Directions for this task:
Given the records below, pull every line with the word "second" into the answer.

[Stored data]
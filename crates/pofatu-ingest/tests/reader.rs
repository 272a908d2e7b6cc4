//! Reading sheet files from a repository directory.

use std::cell::Cell;
use std::fs;
use std::path::{Path, PathBuf};
use std::rc::Rc;

use pofatu_ingest::{
    GroupKey, IngestError, ParameterIndex, SheetName, SheetReader, SheetSource, WorkbookFlattener,
    group_rows, merge_group,
};

const COMPOSITIONAL: &str = "\
Pofatu compositional data,,,,
release,,,,
SAMPLE,METHOD,PARAMETER,SiO2,Al2O3
Sample ID,Method code,,wt%,wt%
S1,M1,,45.2,NA
S1,M1,,47.0,12.1
S2,M1,,<0.5,
";

fn write_sheet(repos: &Path, sheet: SheetName, contents: &str) {
    let dir = repos.join("csv");
    fs::create_dir_all(&dir).expect("create csv dir");
    fs::write(dir.join(sheet.file_name()), contents).expect("write sheet");
}

#[test]
fn rows_start_after_headers_and_rereading_is_identical() {
    let dir = tempfile::tempdir().expect("tempdir");
    write_sheet(dir.path(), SheetName::CompositionalData, COMPOSITIONAL);
    let source = SheetSource::new(dir.path());
    let reader = SheetReader::new(&source, SheetName::CompositionalData);

    let first: Vec<_> = reader
        .rows()
        .expect("open")
        .collect::<Result<Vec<_>, _>>()
        .expect("rows");
    let second: Vec<_> = reader
        .rows()
        .expect("reopen")
        .collect::<Result<Vec<_>, _>>()
        .expect("rows");

    assert_eq!(first, second);
    assert_eq!(first.len(), 3);
    assert_eq!(first[0].index, 4);
    assert_eq!(first[0].get(4), None);
    assert_eq!(first[2].get(3), Some("<0.5"));
    assert_eq!(first[0].header.sub(3), Some("wt%"));
}

#[test]
fn merge_scenario_clears_conflicting_parameter() {
    let dir = tempfile::tempdir().expect("tempdir");
    write_sheet(dir.path(), SheetName::CompositionalData, COMPOSITIONAL);
    let source = SheetSource::new(dir.path());
    let reader = SheetReader::new(&source, SheetName::CompositionalData);

    let index = ParameterIndex::build(&reader.header().expect("header")).expect("parameters");
    let sio2 = index.get("SiO2 [wt%]").expect("SiO2").column;
    let al2o3 = index.get("Al2O3 [wt%]").expect("Al2O3").column;

    let groups = group_rows(reader.rows().expect("rows"), &GroupKey::new([0, 1])).expect("group");
    assert_eq!(groups.len(), 2);
    let merged = groups
        .into_iter()
        .filter_map(merge_group)
        .find(|outcome| outcome.row.get(0) == Some("S1"))
        .expect("S1 group");

    assert_eq!(merged.row.get(sio2), None);
    assert_eq!(merged.row.get(al2o3), Some("12.1"));
    assert_eq!(merged.conflicts.len(), 1);
    insta::assert_snapshot!(
        format!("{:?}", merged.conflicts[0]),
        @r#"MergeConflict { sheet: CompositionalData, row_index: 5, column: 3, header: Some("wt%"), kept: Some("45.2"), incoming: "47.0" }"#
    );
}

#[test]
fn short_file_is_missing_header() {
    let dir = tempfile::tempdir().expect("tempdir");
    write_sheet(dir.path(), SheetName::DataSource, "title\n\nCODE\n");
    let source = SheetSource::new(dir.path());
    let err = SheetReader::new(&source, SheetName::DataSource)
        .rows()
        .unwrap_err();
    assert!(matches!(err, IngestError::MissingHeader { .. }));
}

#[derive(Debug)]
struct CountingFlattener {
    calls: Rc<Cell<usize>>,
}

impl WorkbookFlattener for CountingFlattener {
    fn flatten(&self, _workbook: &Path, out_dir: &Path) -> pofatu_ingest::Result<Vec<PathBuf>> {
        self.calls.set(self.calls.get() + 1);
        fs::create_dir_all(out_dir).expect("create csv dir");
        let path = out_dir.join(SheetName::CompositionalData.file_name());
        fs::write(&path, COMPOSITIONAL).expect("write sheet");
        Ok(vec![path])
    }
}

#[test]
fn missing_sheet_flattens_workbook_once() {
    let dir = tempfile::tempdir().expect("tempdir");
    let calls = Rc::new(Cell::new(0));
    let source = SheetSource::new(dir.path()).with_flattener(Box::new(CountingFlattener {
        calls: Rc::clone(&calls),
    }));

    let rows = SheetReader::new(&source, SheetName::CompositionalData)
        .rows()
        .expect("rows after flattening");
    assert_eq!(rows.count(), 3);

    // The flattener did not produce this sheet; it is not run again.
    let err = SheetReader::new(&source, SheetName::DataSource)
        .rows()
        .unwrap_err();
    assert!(matches!(err, IngestError::FileNotFound { .. }));
    assert_eq!(calls.get(), 1);
}

#[test]
fn missing_workbook_is_reported() {
    let dir = tempfile::tempdir().expect("tempdir");
    let source = SheetSource::new(dir.path());
    let err = SheetReader::new(&source, SheetName::SampleMetadata)
        .rows()
        .unwrap_err();
    assert!(matches!(err, IngestError::WorkbookNotFound { .. }));
}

Answer box:
    let second: Vec<_> = reader
    assert_eq!(first, second);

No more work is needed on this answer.